'''

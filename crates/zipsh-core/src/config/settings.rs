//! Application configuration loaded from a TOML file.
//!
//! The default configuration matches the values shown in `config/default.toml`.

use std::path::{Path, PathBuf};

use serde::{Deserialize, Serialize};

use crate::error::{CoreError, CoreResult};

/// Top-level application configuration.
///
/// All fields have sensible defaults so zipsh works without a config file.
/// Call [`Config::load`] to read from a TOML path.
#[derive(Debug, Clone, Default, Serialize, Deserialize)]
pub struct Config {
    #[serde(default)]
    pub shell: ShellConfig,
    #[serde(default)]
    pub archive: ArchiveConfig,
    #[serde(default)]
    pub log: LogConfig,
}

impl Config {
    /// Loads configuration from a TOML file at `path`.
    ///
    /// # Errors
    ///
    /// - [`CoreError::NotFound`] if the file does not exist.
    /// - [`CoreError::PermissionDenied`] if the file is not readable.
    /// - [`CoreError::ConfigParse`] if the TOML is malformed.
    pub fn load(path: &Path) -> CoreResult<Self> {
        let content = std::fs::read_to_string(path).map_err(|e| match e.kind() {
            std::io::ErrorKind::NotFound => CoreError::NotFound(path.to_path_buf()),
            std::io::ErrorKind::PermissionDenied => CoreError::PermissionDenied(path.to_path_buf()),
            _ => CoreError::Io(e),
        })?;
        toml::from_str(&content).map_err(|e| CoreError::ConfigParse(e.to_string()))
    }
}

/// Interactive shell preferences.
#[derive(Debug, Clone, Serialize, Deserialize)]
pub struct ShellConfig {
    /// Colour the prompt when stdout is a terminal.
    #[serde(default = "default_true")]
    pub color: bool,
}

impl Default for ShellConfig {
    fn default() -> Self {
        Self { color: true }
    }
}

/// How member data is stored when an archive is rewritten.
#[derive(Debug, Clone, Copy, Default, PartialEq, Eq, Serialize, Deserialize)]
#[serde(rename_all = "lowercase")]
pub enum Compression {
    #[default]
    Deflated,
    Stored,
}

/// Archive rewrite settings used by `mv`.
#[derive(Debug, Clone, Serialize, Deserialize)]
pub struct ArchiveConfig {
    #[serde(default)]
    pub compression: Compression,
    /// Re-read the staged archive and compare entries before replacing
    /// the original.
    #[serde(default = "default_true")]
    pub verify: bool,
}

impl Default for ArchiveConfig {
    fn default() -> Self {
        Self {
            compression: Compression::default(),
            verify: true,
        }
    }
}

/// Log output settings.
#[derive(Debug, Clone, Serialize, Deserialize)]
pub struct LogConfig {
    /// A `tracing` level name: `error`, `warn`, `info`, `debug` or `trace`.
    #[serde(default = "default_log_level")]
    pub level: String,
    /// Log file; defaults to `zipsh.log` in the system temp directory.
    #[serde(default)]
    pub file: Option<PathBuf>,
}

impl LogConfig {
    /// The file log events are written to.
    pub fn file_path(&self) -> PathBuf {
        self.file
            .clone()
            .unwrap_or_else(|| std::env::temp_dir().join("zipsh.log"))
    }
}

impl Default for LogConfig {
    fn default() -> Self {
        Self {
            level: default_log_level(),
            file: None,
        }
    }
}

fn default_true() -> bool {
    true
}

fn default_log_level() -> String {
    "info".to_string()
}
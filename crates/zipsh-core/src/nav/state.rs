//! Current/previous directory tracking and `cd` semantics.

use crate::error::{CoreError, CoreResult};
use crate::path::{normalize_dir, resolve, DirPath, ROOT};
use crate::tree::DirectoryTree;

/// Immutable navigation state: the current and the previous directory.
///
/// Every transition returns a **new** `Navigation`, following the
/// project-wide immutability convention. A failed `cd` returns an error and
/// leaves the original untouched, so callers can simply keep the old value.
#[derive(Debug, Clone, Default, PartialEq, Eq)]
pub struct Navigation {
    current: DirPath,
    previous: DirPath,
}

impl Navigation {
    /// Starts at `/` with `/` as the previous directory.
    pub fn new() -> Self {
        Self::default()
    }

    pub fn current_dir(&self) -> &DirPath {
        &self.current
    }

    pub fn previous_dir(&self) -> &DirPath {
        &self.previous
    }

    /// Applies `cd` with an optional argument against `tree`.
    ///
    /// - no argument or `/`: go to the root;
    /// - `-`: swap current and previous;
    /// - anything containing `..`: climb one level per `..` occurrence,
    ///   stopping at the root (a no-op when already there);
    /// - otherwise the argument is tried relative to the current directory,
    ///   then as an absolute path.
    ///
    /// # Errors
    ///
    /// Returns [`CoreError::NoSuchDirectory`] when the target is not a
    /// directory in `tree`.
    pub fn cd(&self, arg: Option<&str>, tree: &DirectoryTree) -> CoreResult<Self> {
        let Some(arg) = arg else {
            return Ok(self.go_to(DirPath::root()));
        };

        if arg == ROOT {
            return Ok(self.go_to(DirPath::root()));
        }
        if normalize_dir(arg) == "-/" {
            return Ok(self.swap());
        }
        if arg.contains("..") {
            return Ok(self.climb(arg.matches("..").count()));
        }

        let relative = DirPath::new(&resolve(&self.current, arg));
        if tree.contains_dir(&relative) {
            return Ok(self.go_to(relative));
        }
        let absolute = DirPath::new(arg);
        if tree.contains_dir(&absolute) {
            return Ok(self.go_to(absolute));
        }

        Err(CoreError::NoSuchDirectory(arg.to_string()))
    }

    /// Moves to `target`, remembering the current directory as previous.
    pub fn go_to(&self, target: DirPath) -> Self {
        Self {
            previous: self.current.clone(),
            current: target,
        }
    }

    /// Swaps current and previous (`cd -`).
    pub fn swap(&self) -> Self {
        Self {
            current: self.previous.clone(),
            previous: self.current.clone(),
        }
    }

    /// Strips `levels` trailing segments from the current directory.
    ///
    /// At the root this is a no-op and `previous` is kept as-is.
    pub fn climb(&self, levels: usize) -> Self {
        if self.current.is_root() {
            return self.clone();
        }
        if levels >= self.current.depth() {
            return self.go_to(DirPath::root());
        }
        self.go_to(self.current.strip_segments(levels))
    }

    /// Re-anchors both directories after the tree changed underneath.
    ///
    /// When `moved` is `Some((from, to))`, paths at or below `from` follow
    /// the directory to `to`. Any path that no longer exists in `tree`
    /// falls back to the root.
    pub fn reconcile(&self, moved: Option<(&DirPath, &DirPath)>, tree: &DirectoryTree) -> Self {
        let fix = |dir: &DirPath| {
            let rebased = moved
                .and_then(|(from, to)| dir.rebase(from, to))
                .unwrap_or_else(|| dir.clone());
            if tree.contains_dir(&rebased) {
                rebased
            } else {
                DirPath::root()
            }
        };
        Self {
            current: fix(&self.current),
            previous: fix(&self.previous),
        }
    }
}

'''

→ **WORK REQUIRED**
Give the listing above again, word for word.

→ **COMPLETED TASK**
filename crates/zipsh-core/src/config/settings.rs
//! Application configuration loaded from a TOML file.
//!
//! The default configuration matches the values shown in `config/default.toml`.

use std::path::{Path, PathBuf};

use serde::{Deserialize, Serialize};

use crate::error::{CoreError, CoreResult};

/// Top-level application configuration.
///
/// All fields have sensible defaults so zipsh works without a config file.
/// Call [`Config::load`] to read from a TOML path.
#[derive(Debug, Clone, Default, Serialize, Deserialize)]
pub struct Config {
    #[serde(default)]
    pub shell: ShellConfig,
    #[serde(default)]
    pub archive: ArchiveConfig,
    #[serde(default)]
    pub log: LogConfig,
}

impl Config {
    /// Loads configuration from a TOML file at `path`.
    ///
    /// # Errors
    ///
    /// - [`CoreError::NotFound`] if the file does not exist.
    /// - [`CoreError::PermissionDenied`] if the file is not readable.
    /// - [`CoreError::ConfigParse`] if the TOML is malformed.
    pub fn load(path: &Path) -> CoreResult<Self> {
        let content = std::fs::read_to_string(path).map_err(|e| match e.kind() {
            std::io::ErrorKind::NotFound => CoreError::NotFound(path.to_path_buf()),
            std::io::ErrorKind::PermissionDenied => CoreError::PermissionDenied(path.to_path_buf()),
            _ => CoreError::Io(e),
        })?;
        toml::from_str(&content).map_err(|e| CoreError::ConfigParse(e.to_string()))
    }
}

/// Interactive shell preferences.
#[derive(Debug, Clone, Serialize, Deserialize)]
pub struct ShellConfig {
    /// Colour the prompt when stdout is a terminal.
    #[serde(default = "default_true")]
    pub color: bool,
}

impl Default for ShellConfig {
    fn default() -> Self {
        Self { color: true }
    }
}

/// How member data is stored when an archive is rewritten.
#[derive(Debug, Clone, Copy, Default, PartialEq, Eq, Serialize, Deserialize)]
#[serde(rename_all = "lowercase")]
pub enum Compression {
    #[default]
    Deflated,
    Stored,
}

/// Archive rewrite settings used by `mv`.
#[derive(Debug, Clone, Serialize, Deserialize)]
pub struct ArchiveConfig {
    #[serde(default)]
    pub compression: Compression,
    /// Re-read the staged archive and compare entries before replacing
    /// the original.
    #[serde(default = "default_true")]
    pub verify: bool,
}

impl Default for ArchiveConfig {
    fn default() -> Self {
        Self {
            compression: Compression::default(),
            verify: true,
        }
    }
}

/// Log output settings.
#[derive(Debug, Clone, Serialize, Deserialize)]
pub struct LogConfig {
    /// A `tracing` level name: `error`, `warn`, `info`, `debug` or `trace`.
    #[serde(default = "default_log_level")]
    pub level: String,
    /// Log file; defaults to `zipsh.log` in the system temp directory.
    #[serde(default)]
    pub file: Option<PathBuf>,
}

impl LogConfig {
    /// The file log events are written to.
    pub fn file_path(&self) -> PathBuf {
        self.file
            .clone()
            .unwrap_or_else(|| std::env::temp_dir().join("zipsh.log"))
    }
}

impl Default for LogConfig {
    fn default() -> Self {
        Self {
            level: default_log_level(),
            file: None,
        }
    }
}

fn default_true() -> bool {
    true
}

fn default_log_level() -> String {
    "info".to_string()
}
filename crates/zipsh-core/src/nav/state.rs
//! Current/previous directory tracking and `cd` semantics.

use crate::error::{CoreError, CoreResult};
use crate::path::{normalize_dir, resolve, DirPath, ROOT};
use crate::tree::DirectoryTree;

/// Immutable navigation state: the current and the previous directory.
///
/// Every transition returns a **new** `Navigation`, following the
/// project-wide immutability convention. A failed `cd` returns an error and
/// leaves the original untouched, so callers can simply keep the old value.
#[derive(Debug, Clone, Default, PartialEq, Eq)]
pub struct Navigation {
    current: DirPath,
    previous: DirPath,
}

impl Navigation {
    /// Starts at `/` with `/` as the previous directory.
    pub fn new() -> Self {
        Self::default()
    }

    pub fn current_dir(&self) -> &DirPath {
        &self.current
    }

    pub fn previous_dir(&self) -> &DirPath {
        &self.previous
    }

    /// Applies `cd` with an optional argument against `tree`.
    ///
    /// - no argument or `/`: go to the root;
    /// - `-`: swap current and previous;
    /// - anything containing `..`: climb one level per `..` occurrence,
    ///   stopping at the root (a no-op when already there);
    /// - otherwise the argument is tried relative to the current directory,
    ///   then as an absolute path.
    ///
    /// # Errors
    ///
    /// Returns [`CoreError::NoSuchDirectory`] when the target is not a
    /// directory in `tree`.
    pub fn cd(&self, arg: Option<&str>, tree: &DirectoryTree) -> CoreResult<Self> {
        let Some(arg) = arg else {
            return Ok(self.go_to(DirPath::root()));
        };

        if arg == ROOT {
            return Ok(self.go_to(DirPath::root()));
        }
        if normalize_dir(arg) == "-/" {
            return Ok(self.swap());
        }
        if arg.contains("..") {
            return Ok(self.climb(arg.matches("..").count()));
        }

        let relative = DirPath::new(&resolve(&self.current, arg));
        if tree.contains_dir(&relative) {
            return Ok(self.go_to(relative));
        }
        let absolute = DirPath::new(arg);
        if tree.contains_dir(&absolute) {
            return Ok(self.go_to(absolute));
        }

        Err(CoreError::NoSuchDirectory(arg.to_string()))
    }

    /// Moves to `target`, remembering the current directory as previous.
    pub fn go_to(&self, target: DirPath) -> Self {
        Self {
            previous: self.current.clone(),
            current: target,
        }
    }

    /// Swaps current and previous (`cd -`).
    pub fn swap(&self) -> Self {
        Self {
            current: self.previous.clone(),
            previous: self.current.clone(),
        }
    }

    /// Strips `levels` trailing segments from the current directory.
    ///
    /// At the root this is a no-op and `previous` is kept as-is.
    pub fn climb(&self, levels: usize) -> Self {
        if self.current.is_root() {
            return self.clone();
        }
        if levels >= self.current.depth() {
            return self.go_to(DirPath::root());
        }
        self.go_to(self.current.strip_segments(levels))
    }

    /// Re-anchors both directories after the tree changed underneath.
    ///
    /// When `moved` is `Some((from, to))`, paths at or below `from` follow
    /// the directory to `to`. Any path that no longer exists in `tree`
    /// falls back to the root.
    pub fn reconcile(&self, moved: Option<(&DirPath, &DirPath)>, tree: &DirectoryTree) -> Self {
        let fix = |dir: &DirPath| {
            let rebased = moved
                .and_then(|(from, to)| dir.rebase(from, to))
                .unwrap_or_else(|| dir.clone());
            if tree.contains_dir(&rebased) {
                rebased
            } else {
                DirPath::root()
            }
        };
        Self {
            current: fix(&self.current),
            previous: fix(&self.previous),
        }
    }
}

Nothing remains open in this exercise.